When the server restarts it will check if any fonts are missing locally and load them if they are. So there is no impact or performance considerations. After that initial download of the fonts, `django-google-fonts` does not need to make any more requests to Google servers, working totally offline from the Google servers.

### Installing

```bash
pip install django-google-fonts
```

Then add to your Django settings file:

```python
INSTALLED_APPS = [
...
'django_google_fonts'
]
```

### Using

Tell Django which fonts you'd like:

```python
GOOGLE_FONTS = ["Kablammo", "Roboto"]
```

When Django starts it will grab the fonts from Google and store them in your `STATICFILES_DIRS` directory. It will rewrite the CSS that Google Fonts provides, so all you have to do is load the font like normal. For example:

```html

body {
font-family: 'Pathway Extreme';
}

```

There is also a `font` tag that will return the raw CSS:

```html
{% load google_fonts %}
{% font_css "Pathway Extreme" %}
```

Custom font weights are available by specifying the font weights in the URL. The easy way to do this is visit a font page, for example [Robot](https://fonts.google.com/specimen/Roboto) and then selecting the weights and styles you'd like. Then click on `Selected Families` and copy the font definition in.

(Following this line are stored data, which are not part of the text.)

//! Screening of rule shell commands before execution.
//!
//! This is a heuristic, not a sandbox. Operator presets are accepted as
//! exact (trimmed) matches even though they contain metacharacters; every
//! other command is rejected if it contains any character from
//! [`SHELL_METACHARACTERS`].

/// Commands the rule editor offers as presets. Matched after trimming.
pub const SHELL_PRESETS: [&str; 3] = [
    "docker stop $(docker ps -q)",
    "sync; echo 1 > /proc/sys/vm/drop_caches",
    "systemctl restart my-app",
];

/// Characters that make a non-preset command unsafe to hand to `sh -c`.
pub const SHELL_METACHARACTERS: [char; 11] =
    [';', '&', '|', '$', '>', '<', '`', '\n', '\r', '(', ')'];

/// Result of screening a command.
#[derive(Debug, Clone, Copy, PartialEq, Eq)]
pub enum CommandVerdict {
    /// Exact match of an operator preset.
    Preset,
    /// Free-form command with no metacharacters.
    Plain,
    /// Contains `offending`; must not be executed.
    Rejected { offending: char },
}

impl CommandVerdict {
    pub fn is_allowed(&self) -> bool {
        !matches!(self, CommandVerdict::Rejected { .. })
    }
}

/// Screen `command` against the preset allow-list and the metacharacter deny-list.
pub fn inspect_command(command: &str) -> CommandVerdict {
    let trimmed = command.trim();
    if SHELL_PRESETS.contains(&trimmed) {
        return CommandVerdict::Preset;
    }

    match command.chars().find(|c| SHELL_METACHARACTERS.contains(c)) {
        Some(offending) => CommandVerdict::Rejected { offending },
        None => CommandVerdict::Plain,
    }
}

// ---------------------------------------------------------------------------
// Tests
// ---------------------------------------------------------------------------
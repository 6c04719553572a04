use std::collections::BTreeSet;

use glam::Vec2;
use lunk_core::{CellCoord, EntitySnapshot, Position};
use lunk_rendering::{
    AnimationFrame, HudPresentation, Scene, SpritePresentation, TileLayer, TilePresentation,
    TileSprite,
};
use lunk_system_camera::Camera;
use lunk_tilemap::{TileMap, Tileset};
use lunk_world::{query, World};
use tracing::warn;

/// Rewrites `scene` to mirror the world.
///
/// `reported` collects tile codes already reported as missing from the
/// tileset so each one is only logged once.
pub(crate) fn populate(
    scene: &mut Scene,
    world: &World,
    tilemap: Option<&TileMap>,
    camera: &Camera,
    reported: &mut BTreeSet<i32>,
) {
    scene.tiles.clear();
    scene.sprites.clear();

    populate_tiles(scene, world, tilemap, reported);

    let tick = query::tick_index(world);
    scene.sprites.extend(
        query::entity_view(world)
            .iter()
            .map(|snapshot| sprite(snapshot, tick)),
    );

    let score = query::score(world);
    scene.hud = HudPresentation {
        score: score.score,
        boredom: score.boredom,
        boredom_max: score.boredom_max,
        next_attack: query::next_attack(world),
        level_ended: query::level_ended(world),
    };

    let viewport = camera.viewport();
    scene.viewport_origin = viewport.origin();
    scene.viewport_size = viewport.size();
}

fn populate_tiles(
    scene: &mut Scene,
    world: &World,
    tilemap: Option<&TileMap>,
    reported: &mut BTreeSet<i32>,
) {
    let landscape = query::landscape_view(world);
    let (columns, rows) = landscape.dimensions();
    let tileset = tilemap.map(TileMap::tileset);

    for row in 0..rows {
        for column in 0..columns {
            let cell = CellCoord::new(column, row);
            let wall = landscape.is_wall(cell);
            let code = tilemap.and_then(|map| map.landscape().code(cell));

            let sprite = match (code, tileset) {
                (Some(code), Some(tileset)) => {
                    let drawn_as_wall = tilemap
                        .is_some_and(|map| map.manifest().tileset.wall_codes.contains(&code));
                    if drawn_as_wall && !wall {
                        // Cleared walls leave bare ground behind.
                        continue;
                    }
                    tile_sprite(tileset, code, reported)
                }
                _ if wall => TileSprite::Placeholder,
                _ => continue,
            };
            scene
                .tiles
                .push(TilePresentation::new(cell, TileLayer::Landscape, sprite, wall));
        }
    }

    let (Some(map), Some(tileset)) = (tilemap, tileset) else {
        return;
    };
    if let Some(decorations) = map.decorations() {
        for (cell, code) in decorations.tiles() {
            let sprite = tile_sprite(tileset, code, reported);
            scene.tiles.push(TilePresentation::new(
                cell,
                TileLayer::Decoration,
                sprite,
                false,
            ));
        }
    }
}

fn tile_sprite(tileset: Tileset, code: i32, reported: &mut BTreeSet<i32>) -> TileSprite {
    match tileset.frame(code) {
        Some((column, row)) => TileSprite::Atlas { column, row },
        None => {
            if reported.insert(code) {
                warn!(
                    code,
                    tile_count = tileset.tile_count(),
                    "tile code has no tileset entry; drawing a placeholder"
                );
            }
            TileSprite::Placeholder
        }
    }
}

fn sprite(snapshot: &EntitySnapshot, tick: u64) -> SpritePresentation {
    let quadrant = snapshot.quadrant();
    let walking = snapshot.kind.is_mobile() && !snapshot.is_halted();
    SpritePresentation {
        entity: snapshot.id,
        kind: snapshot.kind,
        position: to_vec(snapshot.position),
        quadrant,
        frame: AnimationFrame::select(quadrant, tick, walking),
        saved: snapshot.saved,
    }
}

fn to_vec(position: Position) -> Vec2 {
    Vec2::new(position.x(), position.y())
}
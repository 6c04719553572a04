use std::{fs, path::Path};

use lunk_core::{CellCoord, EntityKind, FriendlyKind, ItemKind};
use lunk_tilemap::{TileMap, TilemapError};
use lunk_world::query;
use tempfile::TempDir;

const MANIFEST: &str = r#"
name = "courtyard"
boredom_max = 120
tile_size = 32

[layers]
landscape = "layers/landscape.csv"
entities = "layers/entities.csv"
decorations = "layers/decorations.csv"

[tileset]
columns = 8
tile_count = 64
wall_codes = [12, 13]

[entity_codes]
player = 0
damsel = 4
crystal = 7
"#;

fn write(dir: &Path, relative: &str, contents: &str) {
    let path = dir.join(relative);
    if let Some(parent) = path.parent() {
        fs::create_dir_all(parent).expect("create layer dir");
    }
    fs::write(path, contents).expect("write file");
}

fn courtyard(decorations: &str) -> TempDir {
    let temp = TempDir::new().expect("temp");
    write(temp.path(), "level.toml", MANIFEST);
    write(
        temp.path(),
        "layers/landscape.csv",
        "12,12,12,12\n12,1,1,13\n12,1,1,13\n12,12,12,12\n",
    );
    write(
        temp.path(),
        "layers/entities.csv",
        "-1,-1,-1,-1\n-1,0,4,-1\n-1,7,-1,-1\n-1,-1,-1,-1\n",
    );
    write(temp.path(), "layers/decorations.csv", decorations);
    temp
}

#[test]
fn loads_a_level_from_disk_and_builds_its_world() {
    let temp = courtyard("-1,-1,-1,-1\n-1,-1,-1,-1\n-1,30,-1,-1\n-1,-1,-1,-1\n");

    let map = TileMap::load(temp.path().join("level.toml")).expect("tile map");
    assert_eq!(map.manifest().name, "courtyard");
    assert_eq!(map.manifest().tile_size, 32);
    assert_eq!(map.dimensions(), (4, 4));
    assert_eq!(
        map.decorations()
            .and_then(|layer| layer.code(CellCoord::new(1, 2))),
        Some(30)
    );
    assert_eq!(map.tileset().frame(30), Some((6, 3)));

    let world = map.build_world(map.level_config()).expect("world");
    assert_eq!(query::score(&world).boredom, 120);
    let landscape = query::landscape_view(&world);
    assert!(landscape.is_wall(CellCoord::new(3, 1)));
    assert!(!landscape.is_wall(CellCoord::new(1, 1)));

    let kinds: Vec<_> = query::entity_view(&world)
        .iter()
        .map(|snapshot| (snapshot.kind, snapshot.cell))
        .collect();
    assert_eq!(
        kinds,
        vec![
            (EntityKind::Player, CellCoord::new(1, 1)),
            (EntityKind::Friendly(FriendlyKind::Damsel), CellCoord::new(2, 1)),
            (EntityKind::Item(ItemKind::Crystal), CellCoord::new(1, 2)),
        ]
    );
}

#[test]
fn missing_layer_files_name_the_path() {
    let temp = courtyard("-1\n");
    fs::remove_file(temp.path().join("layers/entities.csv")).expect("remove");

    let error = TileMap::load(temp.path().join("level.toml")).expect_err("missing layer");
    match error {
        TilemapError::Read { path, .. } => assert!(path.ends_with("layers/entities.csv")),
        other => panic!("unexpected error: {other}"),
    }
}

#[test]
fn decorations_must_match_the_landscape() {
    let temp = courtyard("-1,-1\n-1,-1\n");

    let error = TileMap::load(temp.path().join("level.toml")).expect_err("mismatch");
    assert!(matches!(
        error,
        TilemapError::LayerMismatch {
            layer: "decorations",
            expected: (4, 4),
            actual: (2, 2),
        }
    ));
}

#[test]
fn ragged_landscape_rows_are_reported() {
    let temp = courtyard("-1\n");
    write(temp.path(), "layers/landscape.csv", "12,12,12,12\n12,1\n");

    let error = TileMap::load(temp.path().join("level.toml")).expect_err("ragged");
    assert!(matches!(
        error,
        TilemapError::RaggedLayer {
            layer: "landscape",
            row: 1,
            expected: 4,
            actual: 2,
        }
    ));
}
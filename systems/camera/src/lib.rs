#![deny(
    unsafe_code,
    missing_docs,
    dead_code,
    unused_results,
    non_snake_case,
    unreachable_pub
)]

//! Dead-zone camera that keeps the player on screen.
//!
//! The viewport stays put while the focus wanders inside a margin around its
//! centre. Once the focus escapes, the viewport slides back toward it a
//! fraction of the remaining offset per update until the focus is centred
//! again.

use glam::Vec2;
use lunk_core::Position;

const SETTLED_EPSILON: f32 = 1e-4;

/// Tuning knobs of the camera.
#[derive(Clone, Copy, Debug, PartialEq)]
pub struct CameraConfig {
    /// Half-extent of the dead zone as a fraction of the viewport size.
    pub margin_fraction: f32,
    /// Fraction of the remaining offset closed per update.
    pub correction_rate: f32,
    /// Smallest distance moved by an update while correcting, in cells.
    pub min_step: f32,
    /// Size of the world the viewport must stay inside, if any.
    pub bounds: Option<Vec2>,
}

impl Default for CameraConfig {
    fn default() -> Self {
        Self {
            margin_fraction: 0.25,
            correction_rate: 0.1,
            min_step: 0.05,
            bounds: None,
        }
    }
}

/// Visible rectangle of the world, in cell units.
#[derive(Clone, Copy, Debug, PartialEq)]
pub struct Viewport {
    origin: Vec2,
    size: Vec2,
}

impl Viewport {
    /// Creates a viewport with the provided top-left corner and size.
    #[must_use]
    pub fn new(origin: Vec2, size: Vec2) -> Self {
        Self {
            origin,
            size: size.max(Vec2::ZERO),
        }
    }

    /// Top-left corner of the viewport.
    #[must_use]
    pub fn origin(&self) -> Vec2 {
        self.origin
    }

    /// Width and height of the viewport.
    #[must_use]
    pub fn size(&self) -> Vec2 {
        self.size
    }

    /// Centre of the viewport.
    #[must_use]
    pub fn center(&self) -> Vec2 {
        self.origin + self.size * 0.5
    }

    /// Reports whether `point` lies inside the viewport, edges included.
    #[must_use]
    pub fn contains(&self, point: Vec2) -> bool {
        let far = self.origin + self.size;
        point.cmpge(self.origin).all() && point.cmple(far).all()
    }
}

/// Viewport controller following a single focus point.
#[derive(Clone, Debug)]
pub struct Camera {
    config: CameraConfig,
    viewport: Viewport,
    correcting: bool,
}

impl Camera {
    /// Creates a camera of the given size centred on `focus`.
    #[must_use]
    pub fn new(config: CameraConfig, size: Vec2, focus: Position) -> Self {
        let mut camera = Self {
            config,
            viewport: Viewport::new(Vec2::ZERO, size),
            correcting: false,
        };
        camera.viewport.origin = camera.centred_origin(to_vec(focus));
        camera
    }

    /// Tuning the camera was created with.
    #[must_use]
    pub fn config(&self) -> &CameraConfig {
        &self.config
    }

    /// Current viewport.
    #[must_use]
    pub fn viewport(&self) -> Viewport {
        self.viewport
    }

    /// Reports whether the camera is sliding back toward its focus.
    #[must_use]
    pub fn is_correcting(&self) -> bool {
        self.correcting
    }

    /// Rectangle the focus may roam without moving the viewport.
    #[must_use]
    pub fn dead_zone(&self) -> Viewport {
        let half = self.viewport.size * self.config.margin_fraction.clamp(0.0, 0.5);
        let center = self.viewport.center();
        Viewport::new(center - half, half * 2.0)
    }

    /// Advances the camera one step toward `focus`.
    pub fn update(&mut self, focus: Position) {
        let focus = to_vec(focus);
        if !self.correcting && self.dead_zone().contains(focus) {
            return;
        }

        let desired = self.centred_origin(focus);
        let offset = desired - self.viewport.origin;
        let remaining = offset.length();
        if remaining <= SETTLED_EPSILON {
            self.correcting = false;
            return;
        }

        let step = (remaining * self.config.correction_rate)
            .max(self.config.min_step)
            .min(remaining);
        let next = self.clamp_origin(self.viewport.origin + offset / remaining * step);
        if next.distance(self.viewport.origin) <= SETTLED_EPSILON {
            self.correcting = false;
            return;
        }

        self.viewport.origin = next;
        self.correcting = next.distance(desired) > SETTLED_EPSILON;
    }

    /// Offset of `position` from the viewport origin, scaled to pixels.
    #[must_use]
    pub fn to_screen(&self, position: Position, tile_size: f32) -> Vec2 {
        (to_vec(position) - self.viewport.origin) * tile_size
    }

    fn centred_origin(&self, focus: Vec2) -> Vec2 {
        self.clamp_origin(focus - self.viewport.size * 0.5)
    }

    fn clamp_origin(&self, origin: Vec2) -> Vec2 {
        match self.config.bounds {
            Some(bounds) => {
                let max = (bounds - self.viewport.size).max(Vec2::ZERO);
                origin.clamp(Vec2::ZERO, max)
            }
            None => origin,
        }
    }
}

fn to_vec(position: Position) -> Vec2 {
    Vec2::new(position.x(), position.y())
}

For example Google will suggest embedding the font using this URL:

```html

```

Roboto with italic in weights 100, 700, 900. To use this in Django you would specify:

```python
GOOGLE_FONTS = ["Roboto:ital,wght@0,100;0,700;1,700"]
```

And you would reference it in a stylesheet:

```html

```

#### Optional settings

By default `django-google-fonts` will store fonts in the first directory specified in `STATICFILES_DIRS`. That might not be where you want, so you can set a `GOOGLE_FONTS_DIR` setting if you'd like it be somewhere else:

```python
GOOGLE_FONTS_DIR = BASE_DIR / "fonts"
STATICFILES_DIRS = [BASE_DIR / "static", BASE_DIR / "fonts"]
```

The CSS file contains the path to the font and `django-google-fonts` tries to calculate what the path to the font should be by using the value of `STATIC_URL`. If that's wrong and you need it be something else, you can set that value:

```python
GOOGLE_FONTS_URL = "my-exotic-static/url/to-the-fonts"
```

### Names

Google fonts normally have title cased names, with capitalized first names [^1]. For example `Pathway Extreme`. Google normalises this too: `pathwayextreme` and this is used in file names. So in the case of `Pathway Extreme`

|Where|Name|
|-|-|
|Settings file|`Pathway Extreme`|
|Font tag|`Pathway Extreme`|
|Static tag|`pathwayextreme`|

[^1]: Font's like `IBM Plex Sans` have more capital letters than just the first letter.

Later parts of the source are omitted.